The Last Member Of A Group Who Travelled From Portsmouth To Join ISIS Has Reportedly Been Killed

    Assad Uzzaman, 25, one of the "Britani Brigade Bad Boys", joined ISIS in 2013.

    The last of a group of British men who fled their hometown of Portsmouth to fight alongside ISIS in Syria has reportedly been killed.

    Assad Uzzaman, 25, travelled to Syria in October 2013 alongside four other men from the port town.

    His death was reported by Shiraz Maher, a senior fellow at the International Centre for the Study of Radicalisation and Political Violence at King's College London.

    Though little is known about Uzzaman's activities in Syria, he appeared in some ISIS official videos and is understood to have gone under the moniker "Abu Abdullah al Britani".

    The other members of the group from Portsmouth, whom some have referred to as the "Britani Brigade Bad Boys", were Mehdi Hassan, Mamunur Roshid, Hamidur Rahman, and Mashudur Choudhury, all aged between 19 and 31.
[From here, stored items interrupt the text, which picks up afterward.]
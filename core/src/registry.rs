//! Session registry: id allocation plus a reader/writer-locked map. Listing
//! operations copy out under the read lock and return before the caller does
//! any further work, so a slow consumer never holds the lock.

use std::collections::HashMap;
use std::sync::atomic::{AtomicU64, Ordering};
use std::sync::Arc;

use parking_lot::RwLock;

use crate::session::{Session, SessionId};

pub struct SessionRegistry {
    sessions: RwLock<HashMap<SessionId, Arc<Session>>>,
    next_id: AtomicU64,
}

impl SessionRegistry {
    pub fn new() -> Self {
        Self {
            sessions: RwLock::new(HashMap::new()),
            next_id: AtomicU64::new(1),
        }
    }

    pub fn allocate_id(&self) -> SessionId {
        let raw = self.next_id.fetch_add(1, Ordering::Relaxed);
        SessionId::from_raw(raw)
    }

    pub fn insert(&self, session: Arc<Session>) {
        self.sessions.write().insert(session.id, session);
    }

    pub fn get(&self, id: SessionId) -> Option<Arc<Session>> {
        self.sessions.read().get(&id).cloned()
    }

    pub fn remove(&self, id: SessionId) -> Option<Arc<Session>> {
        self.sessions.write().remove(&id)
    }

    /// Defensive copy of every live session, safe to iterate without the lock held.
    pub fn list(&self) -> Vec<Arc<Session>> {
        self.sessions.read().values().cloned().collect()
    }

    /// Empty `owner` means authentication is disabled upstream: every
    /// session is visible, matching `ListByOwner("") == List()`.
    pub fn list_by_owner(&self, owner: &str) -> Vec<Arc<Session>> {
        if owner.is_empty() {
            return self.list();
        }
        self.sessions
            .read()
            .values()
            .filter(|s| s.owner == owner)
            .cloned()
            .collect()
    }

    /// Sessions whose allocated TTY path is non-empty, for the tmux attachment poll.
    pub fn list_with_tty(&self) -> Vec<Arc<Session>> {
        self.sessions
            .read()
            .values()
            .filter(|s| !s.tty_path().is_empty())
            .cloned()
            .collect()
    }

    pub fn len(&self) -> usize {
        self.sessions.read().len()
    }

    pub fn is_empty(&self) -> bool {
        self.len() == 0
    }
}

impl Default for SessionRegistry {
    fn default() -> Self {
        Self::new()
    }
}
    Hassan, Roshid, and Rahman reportedly died fighting in Syria, while Choudhury is currently serving a jail sentence in the UK.

    The men travelled to the region together shortly after another Portsmouth man, Ifthekar Jaman, 23, left the UK to join ISIS. He died in 2013, making him one of the first Britons confirmed to have been killed while fighting for the group.

    Maher said Uzzaman could be the 50th Briton known to have been killed while fighting in Syria, although he was not certain of this.

    The last of the Portsmouth cluster of fighters with Islamic State, Assad Uzzaman (Abu Abdullah) has died.

    According to official government estimates, around 700 Britons have travelled to Syria and Iraq since 2012, and 200 have since returned to the UK.

    "The death of the final member of the Portsmouth group is the closing of a fascinating chapter of Britain's Syrian jihad," Raffaello Pantucci, a senior research fellow at the Royal United Services Institute, told The Telegraph.

    "The sad reality of their deaths, however, shows that while these young men may be drawn to this conflict for a wide array of sometimes even noble reasons, they were not able to turn the tide of the conflict and ultimately simply became cannon fodder in ISIS's confrontation with everybody from the Assad regime to the West.

    "With their deaths, we are left with little changing in the war in Syria, saddened families back in the UK and simply a growing roster of young Britons who are fighting in this seemingly intractable conflict."